Contro Namibia e Canada riuscivamo a trovare una “strada sicura” sull’impatto fisico, e in queste partite è importante insistere su una carta così vincente. Contro il Sudafrica, invece, come allo stesso modo contro l’Inghilterra o il Galles, che sono squadre dove tutti sono grandi e grossi, insistere su un approccio fisico finisce solo per fare il loro gioco, mentre migliorare dal punto di vista dell’interpretazione delle letture ci permetterebbe di creare domande alla difesa e metterli sotto pressione dal punto di vista atletico. Cominciare a muovere di più la palla, infatti, potrebbe essere un modo per dar loro delle insicurezze e allo stesso tempo acquisire noi la consapevolezza di avere contromosse per ogni tipo di avversario.

Hai giocato una partita come flanker con un giocatore tatticamente molto forte come Parisse e un cagnaccio come Mbanda, una da numero 8 con Polledri, che è un giocatore molto forte atleticamente che ama correre palla in mano e Negri che è un flanker che sa anche distribuire bene quando gioca in mezzo al campo, e, infine, una di nuovo flanker con Parisse e Polledri.
Le tue scelte palla in mano non sono variate molto (75% possessi attaccati contro la Namibia, 73% contro il Canada e 71% contro il Sudafrica), ma in un senso più ampio il tuo ruolo cambia abbastanza nell’apporto alla partita nel breakdown (>40% degli eventi da flanker sono ruck, mentre da numero 8 sono <30%).
Come ti sei trovato nei vari schieramenti?

Ne avevamo già parlato durante la stagione, Il mio ruolo preferito e quello che mi ha portato al rugby internazionale è flanker. Però sono convinto che con le mie caratteristiche la posizione in cui posso essere più determinante è terza centro, perché mi permette di sfruttare la velocità partendo dalla mischia per vincere la prima collisione, e oltretutto mi mette in condizione di fare molto gioco sulla palla invece di essere il primo o secondo in pulizia. Per questo mi piacerebbe molto, a livello internazionale, giocare più come numero otto.
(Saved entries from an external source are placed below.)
use bevy::prelude::Resource;
use serde::{Deserialize, Serialize};

use crate::error::{SimError, SimResult};
use crate::geometry::{GridPos, Rect};

/// Per-agent behaviour shared by the grid and arena variants.
#[derive(Debug, Clone, Copy, PartialEq, Serialize, Deserialize)]
#[serde(default)]
pub struct ForagingParams {
    /// Size of the recently-visited window used to avoid back-and-forth cycling.
    pub memory: usize,
    pub search_deposit: f32,
    pub carry_deposit: f32,
    /// Added to every candidate weight while searching.
    pub exploration_floor: f32,
}

impl Default for ForagingParams {
    fn default() -> Self {
        Self {
            memory: 10,
            search_deposit: 0.2,
            carry_deposit: 1.0,
            exploration_floor: 0.1,
        }
    }
}

impl ForagingParams {
    pub fn validate(&self) -> SimResult<()> {
        let amounts = [self.search_deposit, self.carry_deposit, self.exploration_floor];
        if amounts.iter().any(|v| !v.is_finite()) {
            return Err(SimError::config("deposit amounts and exploration floor must be finite"));
        }
        if self.search_deposit < 0.0 {
            return Err(SimError::config("search_deposit must be non-negative"));
        }
        if self.carry_deposit <= self.search_deposit {
            return Err(SimError::config("carry_deposit must exceed search_deposit"));
        }
        if self.exploration_floor <= 0.0 {
            return Err(SimError::config("exploration_floor must be positive"));
        }
        Ok(())
    }
}

/// Checks shared by every run: evaporation, population, step budget and
/// foraging parameters. `cells` is the number of pheromone cells; neither the
/// population nor the memory window may exceed it.
pub fn validate_run(
    decay_rate: f32,
    agents: usize,
    max_steps: u64,
    foraging: &ForagingParams,
    cells: u64,
) -> SimResult<()> {
    if !(0.0..1.0).contains(&decay_rate) {
        return Err(SimError::config("decay_rate must lie in [0, 1)"));
    }
    if agents == 0 {
        return Err(SimError::config("at least one agent is required"));
    }
    if agents as u64 > cells {
        return Err(SimError::config(format!(
            "{agents} agents exceed the {cells} cells of the field"
        )));
    }
    if foraging.memory as u64 > cells {
        return Err(SimError::config(format!(
            "memory window of {} exceeds the {cells} cells of the field",
            foraging.memory
        )));
    }
    if max_steps == 0 {
        return Err(SimError::config("max_steps must be at least 1"));
    }
    foraging.validate()
}

/// Discrete grid run configuration.
#[derive(Resource, Debug, Clone, PartialEq, Serialize, Deserialize)]
#[serde(default)]
pub struct SimConfig {
    /// Cells per axis. The third entry is ignored on 2D grids.
    pub extent: [i32; 3],
    pub dimensions: usize,
    /// Defaults to the centre cell.
    pub nest: Option<GridPos>,
    pub food_count: usize,
    pub obstacle_count: usize,
    pub agents: usize,

    pub decay_rate: f32,
    pub max_steps: u64,
    pub seed: u64,

    pub foraging: ForagingParams,
}

impl Default for SimConfig {
    fn default() -> Self {
        Self {
            extent: [30, 30, 1],
            dimensions: 2,
            nest: None,
            food_count: 5,
            obstacle_count: 40,
            agents: 1,

            decay_rate: 0.01,
            max_steps: 1000,
            seed: 42,

            foraging: ForagingParams::default(),
        }
    }
}

impl SimConfig {
    /// Extent with unused axes collapsed to a single cell.
    pub fn active_extent(&self) -> [i32; 3] {
        let mut extent = self.extent;
        for axis in extent.iter_mut().skip(self.dimensions.min(3)) {
            *axis = 1;
        }
        extent
    }

    pub fn nest_position(&self) -> GridPos {
        self.nest.unwrap_or_else(|| {
            let [x, y, z] = self.active_extent();
            GridPos::new(x / 2, y / 2, z / 2)
        })
    }

    pub fn validate(&self) -> SimResult<()> {
        if !(2..=3).contains(&self.dimensions) {
            return Err(SimError::config(format!(
                "dimensions must be 2 or 3, got {}",
                self.dimensions
            )));
        }
        let extent = self.active_extent();
        if extent.iter().any(|&len| len <= 0) {
            return Err(SimError::config(format!(
                "extent must be positive on every axis, got {:?}",
                &self.extent[..self.dimensions]
            )));
        }
        let cells: u64 = extent.iter().map(|&len| len as u64).product();
        let requested = self.food_count as u64 + self.obstacle_count as u64 + 1;
        if requested > cells {
            return Err(SimError::config(format!(
                "{} food + {} obstacles + nest do not fit in {} cells",
                self.food_count, self.obstacle_count, cells
            )));
        }
        let nest = self.nest_position();
        let nest_inside = (0..3).all(|axis| (0..extent[axis]).contains(&nest.axis(axis)));
        if !nest_inside {
            return Err(SimError::config(format!("nest {nest} lies outside the extent")));
        }
        validate_run(
            self.decay_rate,
            self.agents,
            self.max_steps,
            &self.foraging,
            cells,
        )
    }
}

/// Continuous arena run configuration.
#[derive(Resource, Debug, Clone, PartialEq, Serialize, Deserialize)]
#[serde(default)]
pub struct ArenaConfig {
    pub width: f32,
    pub height: f32,
    /// Defaults to the arena centre.
    pub nest: Option<[f32; 2]>,
    pub food_count: usize,
    pub obstacles: Vec<Rect>,
    pub agents: usize,

    // Sensing and motion
    /// Pheromone cell edge length.
    pub resolution: f32,
    /// Number of evenly spaced candidate headings; must be even.
    pub headings: usize,
    pub step_length: f32,
    pub sense_distance: f32,
    /// Pickup and drop-off radius.
    pub reach: f32,

    pub decay_rate: f32,
    pub max_steps: u64,
    pub seed: u64,

    pub foraging: ForagingParams,
}

impl Default for ArenaConfig {
    fn default() -> Self {
        Self {
            width: 50.0,
            height: 50.0,
            nest: None,
            food_count: 5,
            obstacles: vec![Rect::new(15.0, 10.0, 5.0, 20.0), Rect::new(30.0, 32.0, 10.0, 5.0)],
            agents: 10,

            resolution: 1.0,
            headings: 8,
            step_length: 1.0,
            sense_distance: 3.0,
            reach: 1.5,

            decay_rate: 0.05,
            max_steps: 1000,
            seed: 42,

            foraging: ForagingParams::default(),
        }
    }
}

impl ArenaConfig {
    pub fn nest_point(&self) -> [f32; 2] {
        self.nest.unwrap_or([self.width * 0.5, self.height * 0.5])
    }

    pub fn validate(&self) -> SimResult<()> {
        let lengths = [
            self.width,
            self.height,
            self.resolution,
            self.step_length,
            self.sense_distance,
            self.reach,
        ];
        if lengths.iter().any(|v| !v.is_finite() || *v <= 0.0) {
            return Err(SimError::config(
                "arena size, resolution, step, sensing distance and reach must be positive",
            ));
        }
        if self.headings < 4 || self.headings % 2 != 0 {
            return Err(SimError::config(format!(
                "headings must be an even number of at least 4, got {}",
                self.headings
            )));
        }
        let cells = (self.width / self.resolution).ceil() as u64
            * (self.height / self.resolution).ceil() as u64;
        let [nx, ny] = self.nest_point();
        if !(0.0..=self.width).contains(&nx) || !(0.0..=self.height).contains(&ny) {
            return Err(SimError::config("nest lies outside the arena"));
        }
        if self.obstacles.iter().any(|r| r.contains([nx, ny].into())) {
            return Err(SimError::config("nest lies inside an obstacle"));
        }
        validate_run(
            self.decay_rate,
            self.agents,
            self.max_steps,
            &self.foraging,
            cells,
        )
    }
}

#[cfg(test)]
mod tests {
    use super::*;

    #[test]
    fn defaults_are_valid() {
        assert!(SimConfig::default().validate().is_ok());
        assert!(ArenaConfig::default().validate().is_ok());
    }

    #[test]
    fn nest_defaults_to_centre() {
        let config = SimConfig {
            extent: [10, 10, 7],
            ..SimConfig::default()
        };
        assert_eq!(config.nest_position(), GridPos::new(5, 5, 0));

        let config = SimConfig {
            extent: [10, 10, 7],
            dimensions: 3,
            ..SimConfig::default()
        };
        assert_eq!(config.nest_position(), GridPos::new(5, 5, 3));
    }

    #[test]
    fn rejects_overfull_grid() {
        let config = SimConfig {
            extent: [3, 3, 1],
            food_count: 4,
            obstacle_count: 5,
            ..SimConfig::default()
        };
        assert!(matches!(config.validate(), Err(SimError::Configuration(_))));

        let fits = SimConfig {
            obstacle_count: 4,
            ..config
        };
        assert!(fits.validate().is_ok());
    }

    #[test]
    fn rejects_bad_extent_and_rates() {
        let zero_axis = SimConfig {
            extent: [10, 0, 1],
            food_count: 0,
            obstacle_count: 0,
            ..SimConfig::default()
        };
        assert!(zero_axis.validate().is_err());

        let bad_decay = SimConfig {
            decay_rate: 1.0,
            ..SimConfig::default()
        };
        assert!(bad_decay.validate().is_err());

        let mut flat_deposits = SimConfig::default();
        flat_deposits.foraging.carry_deposit = flat_deposits.foraging.search_deposit;
        assert!(flat_deposits.validate().is_err());

        let four_d = SimConfig {
            dimensions: 4,
            ..SimConfig::default()
        };
        assert!(four_d.validate().is_err());
    }

    #[test]
    fn population_and_memory_are_bounded_by_the_grid() {
        let mut huge_memory = SimConfig::default();
        huge_memory.foraging.memory = usize::MAX / 4;
        assert!(matches!(huge_memory.validate(), Err(SimError::Configuration(_))));

        let crowded = SimConfig {
            extent: [4, 4, 1],
            food_count: 0,
            obstacle_count: 0,
            agents: 17,
            ..SimConfig::default()
        };
        assert!(crowded.validate().is_err());
        assert!(SimConfig { agents: 16, ..crowded }.validate().is_ok());

        let mut arena = ArenaConfig::default();
        arena.foraging.memory = 2501;
        assert!(arena.validate().is_err());
        arena.foraging.memory = 2500;
        assert!(arena.validate().is_ok());
    }

    #[test]
    fn config_reads_partial_json() {
        let json = r#"{ "extent": [12, 8, 1], "seed": 7, "foraging": { "memory": 3 } }"#;
        let config: SimConfig = serde_json::from_str(json).expect("parse");
        assert_eq!(config.extent, [12, 8, 1]);
        assert_eq!(config.seed, 7);
        assert_eq!(config.foraging.memory, 3);
        assert_eq!(config.foraging.carry_deposit, 1.0);
        assert_eq!(config.food_count, SimConfig::default().food_count);
    }
}
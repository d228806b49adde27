use bevy::log::{debug, info, warn};
use bevy::math::Vec2;
use rand::SeedableRng;
use rand_chacha::ChaCha8Rng;
use serde::Serialize;

use crate::agent::{ForagingAgent, Outcome};
use crate::arena::{Arena, ArenaItem};
use crate::config::{validate_run, ArenaConfig, ForagingParams, SimConfig};
use crate::environment::SpatialEnvironment;
use crate::error::{Rejection, SimError, SimResult};
use crate::geometry::{CellKind, GridPos, Rect};
use crate::pheromones::{FieldSlice, PheromoneField, ScentField};
use crate::substrate::Substrate;

/// Why a run stopped.
#[derive(Debug, Clone, Copy, PartialEq, Eq, Serialize)]
pub enum Termination {
    FoodExhausted,
    StepBudgetReached,
}

#[derive(Debug, Clone, Copy, PartialEq, Eq, Serialize)]
pub enum LoopState {
    Running,
    Terminated(Termination),
}

impl LoopState {
    pub fn is_running(&self) -> bool {
        matches!(self, LoopState::Running)
    }
}

/// Read-only copy of one agent.
#[derive(Debug, Clone, PartialEq, Serialize)]
pub struct AgentView<P> {
    pub position: P,
    pub carrying_food: bool,
    pub path: Vec<P>,
    pub speed_history: Vec<f32>,
    pub deliveries: u32,
}

/// Read-only copy of a grid run.
#[derive(Debug, Clone, PartialEq, Serialize)]
pub struct Snapshot {
    pub tick: u64,
    pub state: LoopState,
    pub agents: Vec<AgentView<GridPos>>,
    pub extent: [i32; 3],
    /// Every cell, x fastest, then y, then z.
    pub pheromone: Vec<f32>,
    pub food: Vec<GridPos>,
    pub obstacles: Vec<GridPos>,
    pub nest: GridPos,
}

/// Interactive edits to the grid between ticks.
#[derive(Debug, Clone, Copy, PartialEq, Eq, Serialize)]
pub enum EnvEdit {
    AddFood(GridPos),
    AddObstacle(GridPos),
    RemoveNearest(GridPos),
}

/// Interactive edits to the arena between ticks.
#[derive(Debug, Clone, Copy, PartialEq)]
pub enum ArenaEdit {
    AddFood(Vec2),
    AddObstacle(Rect),
    RemoveNearest(Vec2),
}

/// Drives agents over a shared substrate and trail field, one tick at a time.
///
/// Agents act in index order, so an agent senses deposits made earlier in the
/// same tick by lower-indexed agents. The field evaporates once per tick after
/// every agent has moved.
pub struct Simulation<S: Substrate> {
    world: S,
    field: S::Field,
    agents: Vec<ForagingAgent<S::Point, S::Heading>>,
    params: ForagingParams,
    decay_rate: f32,
    max_steps: u64,
    tick: u64,
    state: LoopState,
    rng: ChaCha8Rng,
}

pub type GridSimulation = Simulation<SpatialEnvironment>;
pub type ArenaSimulation = Simulation<Arena>;

impl<S: Substrate> Simulation<S> {
    fn assemble(
        world: S,
        field: S::Field,
        agent_count: usize,
        params: ForagingParams,
        decay_rate: f32,
        max_steps: u64,
        rng: ChaCha8Rng,
    ) -> Self {
        let agents = (0..agent_count)
            .map(|_| ForagingAgent::new(world.nest(), params.memory))
            .collect();
        Self {
            world,
            field,
            agents,
            params,
            decay_rate,
            max_steps,
            tick: 0,
            state: LoopState::Running,
            rng,
        }
    }

    /// Advance exactly one tick. Once terminated, further calls change nothing.
    pub fn step(&mut self) -> LoopState {
        if !self.state.is_running() {
            return self.state;
        }

        let tick = self.tick;
        for (id, agent) in self.agents.iter_mut().enumerate() {
            let outcome = agent.act(&mut self.world, &mut self.field, &self.params, &mut self.rng);
            match outcome {
                Outcome::Stalled => {
                    debug!("agent {} boxed in at {:?} on tick {}", id, agent.position(), tick);
                }
                Outcome::Moved { picked_up: true, .. } => {
                    debug!("agent {} took food at {:?} on tick {}", id, agent.position(), tick);
                }
                Outcome::Moved { dropped_off: true, .. } => {
                    debug!("agent {} delivered food on tick {}", id, tick);
                }
                Outcome::Moved { .. } => {}
            }
        }
        self.field.evaporate(self.decay_rate);
        self.tick += 1;

        if self.world.food_remaining() == 0 {
            self.state = LoopState::Terminated(Termination::FoodExhausted);
        } else if self.tick >= self.max_steps {
            self.state = LoopState::Terminated(Termination::StepBudgetReached);
        }
        if let LoopState::Terminated(reason) = self.state {
            info!(
                "run finished after {} ticks: {:?}, {} deliveries",
                self.tick,
                reason,
                self.deliveries()
            );
        }
        self.state
    }

    /// Step until the run terminates.
    pub fn run(&mut self) -> Termination {
        loop {
            if let LoopState::Terminated(reason) = self.step() {
                return reason;
            }
        }
    }

    pub fn state(&self) -> LoopState {
        self.state
    }

    pub fn tick(&self) -> u64 {
        self.tick
    }

    pub fn max_steps(&self) -> u64 {
        self.max_steps
    }

    pub fn world(&self) -> &S {
        &self.world
    }

    pub fn field(&self) -> &S::Field {
        &self.field
    }

    pub fn agents(&self) -> &[ForagingAgent<S::Point, S::Heading>] {
        &self.agents
    }

    pub fn carriers(&self) -> usize {
        self.agents.iter().filter(|a| a.carrying_food()).count()
    }

    pub fn deliveries(&self) -> u32 {
        self.agents.iter().map(|a| a.deliveries()).sum()
    }

    pub fn field_mass(&self) -> f32 {
        self.field.total()
    }

    pub fn agent_views(&self) -> Vec<AgentView<S::Point>> {
        self.agents
            .iter()
            .map(|a| AgentView {
                position: a.position(),
                carrying_food: a.carrying_food(),
                path: a.path().to_vec(),
                speed_history: a.speed_history().to_vec(),
                deliveries: a.deliveries(),
            })
            .collect()
    }
}

impl Simulation<SpatialEnvironment> {
    /// Build a grid run: validate, place food and obstacles from the seeded
    /// random source, start every agent on the nest.
    pub fn create(config: SimConfig) -> SimResult<Self> {
        config.validate()?;
        let mut rng = ChaCha8Rng::seed_from_u64(config.seed);
        let env = SpatialEnvironment::from_config(&config, &mut rng)?;
        info!(
            "grid simulation ready: extent {:?}, {} food, {} obstacles, {} agents, seed {}",
            env.extent(),
            env.food().len(),
            env.obstacles().len(),
            config.agents,
            config.seed
        );
        Ok(Self::seeded(&config, env, rng))
    }

    /// Build a grid run over a prepared environment. The extent, nest and
    /// placement counts of `config` are ignored.
    pub fn with_environment(config: &SimConfig, env: SpatialEnvironment) -> SimResult<Self> {
        validate_run(
            config.decay_rate,
            config.agents,
            config.max_steps,
            &config.foraging,
            env.cell_count() as u64,
        )?;
        let rng = ChaCha8Rng::seed_from_u64(config.seed);
        Ok(Self::seeded(config, env, rng))
    }

    fn seeded(config: &SimConfig, env: SpatialEnvironment, rng: ChaCha8Rng) -> Self {
        let field = PheromoneField::new(env.extent());
        Self::assemble(
            env,
            field,
            config.agents,
            config.foraging,
            config.decay_rate,
            config.max_steps,
            rng,
        )
    }

    pub fn snapshot(&self) -> Snapshot {
        Snapshot {
            tick: self.tick,
            state: self.state,
            agents: self.agent_views(),
            extent: self.world.extent(),
            pheromone: self.field.values().to_vec(),
            food: self.world.food().iter().copied().collect(),
            obstacles: self.world.obstacles().iter().copied().collect(),
            nest: self.world.nest(),
        }
    }

    /// The plane with `axis` fixed at `index`, e.g. `(2, z)` for a z-slice.
    pub fn pheromone_slice(&self, axis: usize, index: i32) -> SimResult<FieldSlice> {
        self.field.slice(axis, index).ok_or_else(|| {
            let mut coords = [0; 3];
            coords[axis.min(2)] = index;
            SimError::OutOfBounds(GridPos::new(coords[0], coords[1], coords[2]))
        })
    }

    pub fn pheromone_at(&self, at: GridPos) -> SimResult<f32> {
        if !self.world.contains(at) {
            return Err(SimError::OutOfBounds(at));
        }
        Ok(self.field.get(at))
    }

    pub fn kind_at(&self, at: GridPos) -> SimResult<CellKind> {
        self.world.kind_of(at)
    }

    /// Apply an edit between ticks. Returns the cell that changed; a rejected
    /// edit leaves the environment untouched.
    pub fn mutate_environment(&mut self, edit: EnvEdit) -> SimResult<GridPos> {
        let result = match edit {
            EnvEdit::AddFood(at) => self.world.add_food(at).map(|_| at),
            EnvEdit::AddObstacle(at) => {
                if self.agents.iter().any(|a| a.position() == at) {
                    Err(Rejection::AgentPresent)
                } else {
                    self.world.add_obstacle(at).map(|_| at)
                }
            }
            EnvEdit::RemoveNearest(at) => self.world.remove_nearest(at).map(|(cell, kind)| {
                debug!("removed {:?} at {}", kind, cell);
                cell
            }),
        };
        result.map_err(|rejection| {
            warn!("rejected {:?}: {}", edit, rejection);
            SimError::from(rejection)
        })
    }
}

impl Simulation<Arena> {
    /// Build a continuous run with the same policy as the grid.
    pub fn create(config: ArenaConfig) -> SimResult<Self> {
        config.validate()?;
        let mut rng = ChaCha8Rng::seed_from_u64(config.seed);
        let arena = Arena::initialize(&config, &mut rng)?;
        let field = arena.new_field();
        info!(
            "arena simulation ready: {}x{}, {} food, {} obstacles, {} agents, seed {}",
            arena.width(),
            arena.height(),
            arena.food().len(),
            arena.obstacles().len(),
            config.agents,
            config.seed
        );
        Ok(Self::assemble(
            arena,
            field,
            config.agents,
            config.foraging,
            config.decay_rate,
            config.max_steps,
            rng,
        ))
    }

    pub fn pheromone_plane(&self) -> FieldSlice {
        self.field.as_slice()
    }

    pub fn edit_arena(&mut self, edit: ArenaEdit) -> SimResult<ArenaItem> {
        let result = match edit {
            ArenaEdit::AddFood(at) => self.world.add_food(at).map(|_| ArenaItem::Food(at)),
            ArenaEdit::AddObstacle(rect) => {
                if self.agents.iter().any(|a| rect.contains(a.position())) {
                    Err(Rejection::AgentPresent)
                } else {
                    self.world.add_obstacle(rect).map(|_| ArenaItem::Obstacle(rect))
                }
            }
            ArenaEdit::RemoveNearest(at) => self.world.remove_nearest(at),
        };
        result.map_err(|rejection| {
            warn!("rejected {:?}: {}", edit, rejection);
            SimError::from(rejection)
        })
    }
}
Nel Benetton abbiamo una dinamica di gioco differente che, pur partendo da flanker, mi permette di fare comunque un work rate più simile ad una terza centro “classica”. Ma per me non c’è un approccio più gratificante di cercare di creare momentum nel centro del campo, nonostante non porti molte mete o pacche sulla spalla, ma mi esalta l’idea di spianare la strada per i miei compagni per poter segnare.